Content starts

use crate::config::CredentialsConfig;
use crate::error::{ApplyError, Result};
use serde::Deserialize;
use std::fs;
use std::path::{Path, PathBuf};

const ENV_CLIENT_ID: &str = "TODOLIST_CLIENT_ID";
const ENV_CLIENT_SECRET: &str = "TODOLIST_CLIENT_SECRET";
const ENV_REFRESH_TOKEN: &str = "TODOLIST_REFRESH_TOKEN";

#[derive(Clone, Debug, PartialEq, Eq)]
pub struct OAuthCredentials {
    pub client_id: String,
    pub client_secret: String,
    pub refresh_token: String,
}

/// Supplies the client pair and refresh token used for the token exchange.
pub trait CredentialsProvider {
    fn load(&self) -> Result<OAuthCredentials>;
}

/// Environment variables win when all three are set, otherwise the files from config.
pub fn resolve(config: &CredentialsConfig) -> Box<dyn CredentialsProvider> {
    match EnvCredentials::from_env() {
        Some(env) => {
            tracing::debug!("using OAuth credentials from environment");
            Box::new(env)
        }
        None => Box::new(FileCredentials::new(
            config.client_secret_path.clone(),
            config.refresh_token_path.clone(),
        )),
    }
}

#[derive(Deserialize, Default)]
struct ClientSecretFile {
    installed: Option<ClientSection>,
    web: Option<ClientSection>,
}

#[derive(Deserialize, Default)]
struct ClientSection {
    client_id: Option<String>,
    client_secret: Option<String>,
}

#[derive(Deserialize)]
struct RefreshTokenFile {
    refresh_token: Option<String>,
}

pub struct FileCredentials {
    client_secret_path: PathBuf,
    refresh_token_path: PathBuf,
}

impl FileCredentials {
    pub fn new(client_secret_path: PathBuf, refresh_token_path: PathBuf) -> Self {
        Self {
            client_secret_path,
            refresh_token_path,
        }
    }
}

impl CredentialsProvider for FileCredentials {
    fn load(&self) -> Result<OAuthCredentials> {
        let secret: ClientSecretFile = read_json(&self.client_secret_path)?;
        let installed = secret.installed.unwrap_or_default();
        let web = secret.web.unwrap_or_default();
        let client_id = present(installed.client_id).or(web.client_id);
        let client_secret = present(installed.client_secret).or(web.client_secret);

        let token: RefreshTokenFile = read_json(&self.refresh_token_path)?;

        Ok(OAuthCredentials {
            client_id: required(client_id, "client_id", &self.client_secret_path)?,
            client_secret: required(client_secret, "client_secret", &self.client_secret_path)?,
            refresh_token: required(token.refresh_token, "refresh_token", &self.refresh_token_path)?,
        })
    }
}

pub struct EnvCredentials {
    credentials: OAuthCredentials,
}

impl EnvCredentials {
    pub fn from_env() -> Option<Self> {
        Self::from_lookup(|key| std::env::var(key).ok())
    }

    pub fn from_lookup<F>(lookup: F) -> Option<Self>
    where
        F: Fn(&str) -> Option<String>,
    {
        let value = |key: &str| lookup(key).filter(|v| !v.trim().is_empty());
        Some(Self {
            credentials: OAuthCredentials {
                client_id: value(ENV_CLIENT_ID)?,
                client_secret: value(ENV_CLIENT_SECRET)?,
                refresh_token: value(ENV_REFRESH_TOKEN)?,
            },
        })
    }
}

impl CredentialsProvider for EnvCredentials {
    fn load(&self) -> Result<OAuthCredentials> {
        Ok(self.credentials.clone())
    }
}

fn read_json<T: for<'de> Deserialize<'de>>(path: &Path) -> Result<T> {
    let content = fs::read_to_string(path).map_err(|e| {
        ApplyError::Credentials(format!("cannot read {}: {e}", path.display()))
    })?;
    serde_json::from_str(&content)
        .map_err(|e| ApplyError::Credentials(format!("invalid JSON in {}: {e}", path.display())))
}

/// Blank values count as absent so the `web` section can fill them.
fn present(value: Option<String>) -> Option<String> {
    value.filter(|v| !v.trim().is_empty())
}

fn required(value: Option<String>, field: &str, path: &Path) -> Result<String> {
    match value {
        Some(v) if !v.trim().is_empty() => Ok(v),
        _ => Err(ApplyError::Credentials(format!(
            "{field} missing in {}",
            path.display()
        ))),
    }
}
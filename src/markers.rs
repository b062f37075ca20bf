use crate::error::Result;
use chrono::{DateTime, Utc};
use serde::Serialize;
use serde_json::ser::Formatter;
use std::io;

pub const NOTE_PREFIX: &str = "  > <!-- bot: note --> ";
pub const SUBTASK_PREFIX: &str = "<!-- bot: subtask ";
pub const LAST_REVIEW_PREFIX: &str = "<!-- bot: last_review";

#[derive(Debug, Clone, Serialize)]
pub struct SubtaskMarker {
    pub id: String,
    pub original_line: String,
    pub title: String,
    pub estimate_hours: Option<f64>,
    pub assignee: Option<String>,
    #[serde(rename = "createdAtUtc")]
    pub created_at_utc: String,
    pub source_model: String,
    pub status: String,
}

impl SubtaskMarker {
    pub fn new(original_line: &str, title: &str, source_model: &str, now: DateTime<Utc>) -> Self {
        Self {
            id: generate_subtask_id(),
            original_line: original_line.to_string(),
            title: title.to_string(),
            estimate_hours: None,
            assignee: None,
            created_at_utc: format!("{}Z", iso_timestamp(now)),
            source_model: source_model.to_string(),
            status: "suggested".to_string(),
        }
    }

    pub fn to_comment(&self) -> Result<String> {
        Ok(format!("{SUBTASK_PREFIX}{} -->", spaced_json(self)?))
    }
}

pub fn note_line(title: &str) -> String {
    format!("{NOTE_PREFIX}{title}")
}

pub fn last_review_line(now: DateTime<Utc>, model: &str, hash: &str) -> String {
    format!(
        "<!-- bot: last_review --> {}Z model={model} hash={hash}",
        iso_timestamp(now)
    )
}

pub fn is_last_review_line(line: &str) -> bool {
    line.starts_with(LAST_REVIEW_PREFIX)
}

/// Naive UTC timestamp with microseconds; the fraction is dropped when zero.
pub fn iso_timestamp(now: DateTime<Utc>) -> String {
    let naive = now.naive_utc();
    if now.timestamp_subsec_micros() == 0 {
        naive.format("%Y-%m-%dT%H:%M:%S").to_string()
    } else {
        naive.format("%Y-%m-%dT%H:%M:%S%.6f").to_string()
    }
}

pub fn file_stamp(now: DateTime<Utc>) -> String {
    now.format("%Y%m%dT%H%M%SZ").to_string()
}

fn generate_subtask_id() -> String {
    let value: u32 = rand::random();
    format!("sub:{value:08x}")
}

/// JSON with `", "` and `": "` separators, matching markers already in documents.
fn spaced_json<T: Serialize>(value: &T) -> Result<String> {
    let mut out = Vec::new();
    let mut serializer = serde_json::Serializer::with_formatter(&mut out, SpacedFormatter);
    value.serialize(&mut serializer)?;
    Ok(String::from_utf8_lossy(&out).into_owned())
}

struct SpacedFormatter;

impl Formatter for SpacedFormatter {
    fn begin_array_value<W>(&mut self, writer: &mut W, first: bool) -> io::Result<()>
    where
        W: ?Sized + io::Write,
    {
        if first {
            Ok(())
        } else {
            writer.write_all(b", ")
        }
    }

    fn begin_object_key<W>(&mut self, writer: &mut W, first: bool) -> io::Result<()>
    where
        W: ?Sized + io::Write,
    {
        if first {
            Ok(())
        } else {
            writer.write_all(b", ")
        }
    }

    fn begin_object_value<W>(&mut self, writer: &mut W) -> io::Result<()>
    where
        W: ?Sized + io::Write,
    {
        writer.write_all(b": ")
    }
}

#[cfg(test)]
mod tests {
    use super::*;
    use chrono::TimeZone;
    use regex::Regex;

    fn fixed_time() -> DateTime<Utc> {
        Utc.with_ymd_and_hms(2026, 10, 14, 9, 30, 5).unwrap() + chrono::Duration::microseconds(42)
    }

    #[test]
    fn note_line_has_indent_and_prefix() {
        assert_eq!(note_line("Draft plan"), "  > <!-- bot: note --> Draft plan");
    }

    #[test]
    fn subtask_comment_matches_marker_layout() {
        let mut marker = SubtaskMarker::new("Team notes", "Create “plan”", "gpt-5-mini", fixed_time());
        marker.id = "sub:0a1b2c3d".to_string();
        let comment = marker.to_comment().expect("comment");
        assert_eq!(
            comment,
            "<!-- bot: subtask {\"id\": \"sub:0a1b2c3d\", \"original_line\": \"Team notes\", \
             \"title\": \"Create “plan”\", \"estimate_hours\": null, \"assignee\": null, \
             \"createdAtUtc\": \"2026-10-14T09:30:05.000042Z\", \"source_model\": \"gpt-5-mini\", \
             \"status\": \"suggested\"} -->"
        );
    }

    #[test]
    fn subtask_ids_are_prefixed_hex() {
        let id_re = Regex::new(r"^sub:[0-9a-f]{8}$").expect("Valid regex pattern");
        let first = SubtaskMarker::new("a", "b", "m", fixed_time());
        let second = SubtaskMarker::new("a", "b", "m", fixed_time());
        assert!(id_re.is_match(&first.id));
        assert!(id_re.is_match(&second.id));
    }

    #[test]
    fn last_review_line_format() {
        let line = last_review_line(fixed_time(), "gpt-5-mini", "2026-10-01T08:00:00Z");
        assert_eq!(
            line,
            "<!-- bot: last_review --> 2026-10-14T09:30:05.000042Z model=gpt-5-mini hash=2026-10-01T08:00:00Z"
        );
        assert!(is_last_review_line(&line));
        assert!(!is_last_review_line("  <!-- bot: last_review -->"));
    }

    #[test]
    fn timestamps_drop_zero_fraction() {
        let whole = Utc.with_ymd_and_hms(2026, 1, 2, 3, 4, 5).unwrap();
        assert_eq!(iso_timestamp(whole), "2026-01-02T03:04:05");
        assert_eq!(file_stamp(whole), "20260102T030405Z");
    }
}
use clap::Parser;
use std::path::PathBuf;
use tracing_subscriber::EnvFilter;

mod apply;
mod config;
mod credentials;
mod document;
mod error;
mod filter;
mod integrations;
mod markers;
mod models;
mod storage;
mod text;

use crate::apply::RunOptions;
use crate::config::Config;

#[derive(Parser, Debug)]
#[command(
    name = "todolist-apply",
    about = "Apply filtered task suggestions as subtask markers to a markdown to-do list in Drive",
    version
)]
struct Cli {
    /// Target file name (informational; the file id comes from the suggestions batch)
    #[arg(long)]
    file: String,

    /// Upload the annotated document. Without this flag the run is a dry run.
    #[arg(long)]
    apply: bool,

    /// Similarity at or above which a suggestion is treated as unchanged
    #[arg(long)]
    threshold: Option<f64>,

    /// Minimum line-match score required to place a suggestion
    #[arg(long)]
    match_floor: Option<f64>,

    /// Suggestions batch to read
    #[arg(long)]
    suggestions: Option<PathBuf>,

    /// Directory for backups and filter records
    #[arg(long)]
    output_dir: Option<PathBuf>,

    /// Config file (default: platform config dir)
    #[arg(long, env = "TODOLIST_APPLY_CONFIG")]
    config: Option<PathBuf>,
}

impl Cli {
    fn resolve_config(&self) -> Config {
        let mut config = match &self.config {
            Some(path) => Config::load_from(path),
            None => Config::load(),
        };
        if let Some(threshold) = self.threshold {
            config.policy.threshold = threshold;
        }
        if let Some(floor) = self.match_floor {
            config.policy.match_floor = floor;
        }
        if let Some(path) = &self.suggestions {
            config.paths.suggestions = path.clone();
        }
        if let Some(dir) = &self.output_dir {
            config.paths.output_dir = dir.clone();
        }
        config
    }
}

/// `RUST_LOG` when it parses, `info` otherwise.
fn log_filter(rust_log: Option<&str>) -> EnvFilter {
    rust_log
        .and_then(|directives| EnvFilter::try_new(directives).ok())
        .unwrap_or_else(|| EnvFilter::new("info"))
}

fn main() {
    let cli = Cli::parse();

    tracing_subscriber::fmt()
        .with_env_filter(log_filter(std::env::var("RUST_LOG").ok().as_deref()))
        .with_target(false)
        .with_writer(std::io::stderr)
        .init();

    let config = cli.resolve_config();
    let result = config.validate().and_then(|()| {
        let provider = credentials::resolve(&config.credentials);
        let options = RunOptions {
            file: cli.file.clone(),
            apply: cli.apply,
        };
        apply::run(&config, provider.as_ref(), &options)
    });

    match result {
        Ok(summary) => tracing::debug!(
            backup = %summary.backup_path.display(),
            records = %summary.records_path.display(),
            uploaded = summary.uploaded,
            "{}",
            summary.report.summary()
        ),
        Err(e) => {
            eprintln!("error: {e}");
            std::process::exit(1);
        }
    }
}

#[cfg(test)]
mod tests {
    use super::*;

    #[test]
    fn file_flag_is_required() {
        assert!(Cli::try_parse_from(["todolist-apply"]).is_err());
        assert!(Cli::try_parse_from(["todolist-apply", "--file", "todo.md"]).is_ok());
    }

    #[test]
    fn flags_override_config_values() {
        let dir = tempfile::tempdir().expect("temp dir");
        let config_file = dir.path().join("config.toml");
        std::fs::write(&config_file, "[policy]\nthreshold = 0.7\nmatch_floor = 0.3\n")
            .expect("write config");
        let config_arg = config_file.to_string_lossy().to_string();

        let cli = Cli::try_parse_from([
            "todolist-apply",
            "--file",
            "todo.md",
            "--apply",
            "--threshold",
            "0.9",
            "--config",
            config_arg.as_str(),
            "--output-dir",
            "/tmp/out",
        ])
        .expect("parse");
        assert!(cli.apply);

        let config = cli.resolve_config();
        assert_eq!(config.policy.threshold, 0.9);
        assert_eq!(config.policy.match_floor, 0.3);
        assert_eq!(config.paths.output_dir, PathBuf::from("/tmp/out"));
    }

    #[test]
    fn rust_log_level_replaces_the_info_default() {
        assert_eq!(log_filter(Some("debug")).to_string(), "debug");
        assert_eq!(
            log_filter(Some("todolist_apply=trace")).to_string(),
            "todolist_apply=trace"
        );
        assert_eq!(log_filter(None).to_string(), "info");
        assert_eq!(log_filter(Some("todolist_apply=loud")).to_string(), "info");
    }

    #[test]
    fn dry_run_is_the_default() {
        let cli = Cli::try_parse_from(["todolist-apply", "--file", "todo.md"]).expect("parse");
        assert!(!cli.apply);
        assert!(cli.threshold.is_none());
    }
}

Content ends

__EXERCISE DETAILS__
Return every line of the listing above where "OAuthCredentials" appears.

__RESULT OF THIS TASK__
pub struct OAuthCredentials {
    fn load(&self) -> Result<OAuthCredentials>;
    fn load(&self) -> Result<OAuthCredentials> {
        Ok(OAuthCredentials {
    credentials: OAuthCredentials,
            credentials: OAuthCredentials {
    fn load(&self) -> Result<OAuthCredentials> {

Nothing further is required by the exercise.